What the exercise asks
Every line below that holds the string "lines" should be copied.

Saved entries

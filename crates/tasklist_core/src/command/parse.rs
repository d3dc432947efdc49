//! Line parsing for the interactive command protocol.
//!
//! # Responsibility
//! - Split one input line into a command keyword and a verbatim argument.
//! - Convert position arguments with a strict integer parser.
//!
//! # Invariants
//! - Blank lines never produce a command or an error.
//! - The argument is never tokenized further; internal spaces are preserved.

use crate::model::item::ItemValidationError;
use crate::store::item_store::StoreError;
use once_cell::sync::Lazy;
use regex::Regex;
use std::error::Error;
use std::fmt::{Display, Formatter};

static COMMAND_LINE_RE: Lazy<Regex> =
    Lazy::new(|| Regex::new(r"^(\S+)(?:\s+(.*))?$").expect("valid command line regex"));

/// User-facing notice for bad or out-of-range positions.
pub const INVALID_INDEX_MESSAGE: &str = "Invalid index.";
/// User-facing notice for unrecognized keywords.
pub const UNKNOWN_COMMAND_MESSAGE: &str = "Unknown command. Type 'help'.";

/// One parsed user command.
#[derive(Debug, Clone, PartialEq, Eq)]
pub enum Command {
    Add(String),
    List,
    Done(usize),
    Undone(usize),
    Remove(usize),
    ClearDone,
    Search(String),
    Help,
    Quit,
}

/// Recoverable command failure. The loop reports it and keeps reading.
#[derive(Debug, Clone, PartialEq, Eq)]
pub enum CommandError {
    /// Position argument is not an integer.
    InvalidPosition { command: String, argument: String },
    /// Keyword is not part of the protocol.
    UnknownCommand(String),
    /// Item store rejected the operation.
    Store(StoreError),
}

impl CommandError {
    /// Message printed to the user for this error.
    ///
    /// Non-integer and out-of-range positions share one notice. A rejected
    /// title carries the `Error explained:` prefix; a rejected search keyword
    /// is printed bare.
    pub fn user_message(&self) -> String {
        match self {
            Self::InvalidPosition { .. } | Self::Store(StoreError::OutOfRange { .. }) => {
                INVALID_INDEX_MESSAGE.to_string()
            }
            Self::UnknownCommand(_) => UNKNOWN_COMMAND_MESSAGE.to_string(),
            Self::Store(StoreError::InvalidInput(err @ ItemValidationError::EmptyTitle)) => {
                format!("Error explained: {err}")
            }
            Self::Store(StoreError::InvalidInput(err @ ItemValidationError::EmptyKeyword)) => {
                err.to_string()
            }
        }
    }

    /// Stable short code for diagnostics logging.
    pub fn code(&self) -> &'static str {
        match self {
            Self::InvalidPosition { .. } => "parse_error",
            Self::UnknownCommand(_) => "unknown_command",
            Self::Store(StoreError::OutOfRange { .. }) => "out_of_range",
            Self::Store(StoreError::InvalidInput(_)) => "invalid_input",
        }
    }
}

impl Display for CommandError {
    fn fmt(&self, f: &mut Formatter<'_>) -> std::fmt::Result {
        match self {
            Self::InvalidPosition { command, argument } => {
                write!(f, "`{command}` expects an integer position, got `{argument}`")
            }
            Self::UnknownCommand(keyword) => write!(f, "unknown command `{keyword}`"),
            Self::Store(err) => write!(f, "{err}"),
        }
    }
}

impl Error for CommandError {
    fn source(&self) -> Option<&(dyn Error + 'static)> {
        match self {
            Self::Store(err) => Some(err),
            _ => None,
        }
    }
}

impl From<StoreError> for CommandError {
    fn from(value: StoreError) -> Self {
        Self::Store(value)
    }
}

/// Parses one raw input line.
///
/// Returns `None` for blank lines. The keyword is matched case-insensitively;
/// arguments passed to argument-less commands are ignored.
pub fn parse_line(line: &str) -> Option<Result<Command, CommandError>> {
    let captures = COMMAND_LINE_RE.captures(line.trim())?;
    let keyword = captures.get(1)?.as_str().to_lowercase();
    let argument = captures.get(2).map_or("", |m| m.as_str());

    let command = match keyword.as_str() {
        "add" => Ok(Command::Add(argument.to_string())),
        "list" => Ok(Command::List),
        "done" => parse_position(&keyword, argument).map(Command::Done),
        "undone" => parse_position(&keyword, argument).map(Command::Undone),
        "rm" => parse_position(&keyword, argument).map(Command::Remove),
        "clear-done" => Ok(Command::ClearDone),
        "search" => Ok(Command::Search(argument.to_string())),
        "help" => Ok(Command::Help),
        "quit" | "exit" => Ok(Command::Quit),
        _ => Err(CommandError::UnknownCommand(keyword.clone())),
    };
    Some(command)
}

fn parse_position(command: &str, argument: &str) -> Result<usize, CommandError> {
    argument
        .parse::<usize>()
        .map_err(|_| CommandError::InvalidPosition {
            command: command.to_string(),
            argument: argument.to_string(),
        })
}
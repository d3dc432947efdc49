//! Item store layer.
//!
//! # Responsibility
//! - Hold the ordered item collection and its mutation operations.
//! - Return semantic errors (`InvalidInput`, `OutOfRange`) instead of panicking.

pub mod item_store;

Exercise output
//! - Blank lines never produce a command or an error.
/// Returns `None` for blank lines. The keyword is matched case-insensitively;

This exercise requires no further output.